Hello, this is a problem with the python library, we will optimize it in the next version. We have not encountered this problem here. You can consider restarting the notebook and then running the program to see.

Zjianglin commented 6 months ago

Hi, I reinstalled steropy seems bypass the No such device or address problem. However, as I specified in the initial problem description, the When I reload a exorted ms_data object, it lost some attributes, how should I treat these warnnings? problem still existed.

For example, 'batch', 'mean_umi' and 'hvgs' information were lost after reloading the exported ms_data? How Should I save & load processed StereoExpData and ms_data?

And When I try to run the cluster_scatter on the reloaded ms_data, it crushed again?

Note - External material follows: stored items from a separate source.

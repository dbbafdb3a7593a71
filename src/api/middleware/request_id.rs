use axum::{extract::Request, http::HeaderValue, middleware::Next, response::Response};
use uuid::Uuid;

pub const REQUEST_ID_HEADER: &str = "x-request-id";

/// Reuses a well-formed inbound `x-request-id` or mints one, and echoes it back.
pub async fn request_id_middleware(mut req: Request, next: Next) -> Response {
    let request_id = req
        .headers()
        .get(REQUEST_ID_HEADER)
        .filter(|v| !v.is_empty() && v.len() <= 128)
        .cloned()
        .unwrap_or_else(|| {
            // A hyphenated uuid is always a valid header value
            HeaderValue::from_str(&Uuid::new_v4().to_string())
                .unwrap_or_else(|_| HeaderValue::from_static("unknown"))
        });

    req.headers_mut()
        .insert(REQUEST_ID_HEADER, request_id.clone());

    let mut response = next.run(req).await;
    response.headers_mut().insert(REQUEST_ID_HEADER, request_id);
    response
}
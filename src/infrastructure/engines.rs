use crate::config::IntakeConfig;
use crate::services::ocr::{TesseractExtractor, TextExtractor, tracing_progress_hook};
use crate::services::renderer::{DocumentRenderer, PdftocairoRenderer};
use std::sync::Arc;
use tracing::{info, warn};

pub async fn setup_renderer(config: &IntakeConfig) -> Arc<dyn DocumentRenderer> {
    let renderer = PdftocairoRenderer::new(config.pdftocairo_cmd.clone(), config.render_dpi);

    if renderer.health_check().await {
        info!("🖨️  Renderer ready ({}, {} dpi)", config.pdftocairo_cmd, config.render_dpi);
    } else {
        warn!(
            "⚠️  Renderer '{}' unavailable! PDF uploads will fail with conversion errors.",
            config.pdftocairo_cmd
        );
    }

    Arc::new(renderer)
}

pub async fn setup_extractor(config: &IntakeConfig) -> Arc<dyn TextExtractor> {
    let extractor = TesseractExtractor::new(config.tesseract_cmd.clone(), config.ocr_language.clone())
        .with_progress_hook(tracing_progress_hook());

    if extractor.health_check().await {
        info!("🔎 OCR engine ready ({}, lang={})", config.tesseract_cmd, config.ocr_language);
    } else {
        warn!(
            "⚠️  OCR engine '{}' unavailable! Uploads will fail with OCR errors.",
            config.tesseract_cmd
        );
    }

    Arc::new(extractor)
}
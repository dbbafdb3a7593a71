pub mod engines;
pub mod staging;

rd_msd = st.io.read_h5ms(msh5ms_fp)
print(rd_msd)

rd_msd.plt.cluster_scatter(
            res_key='leiden',
            scope=slice_generator[:],
            mode='integrate',
            plotting_scale_width=10,          # the width of scale
            reorganize_coordinate=3,          # the number of plots in each row
            horizontal_offset_additional=20,  # adjustment for horizontal distance
            vertical_offset_additional=20 )

Here is the output:

ms_data: {'Low_MM1496': (69337, 28519), 'Mid_LL1084': (32392, 28127), 'High_CF142': (54044, 32377)}
num_slice: 3
names: ['Low_MM1496' 'Mid_LL1084' 'High_CF142']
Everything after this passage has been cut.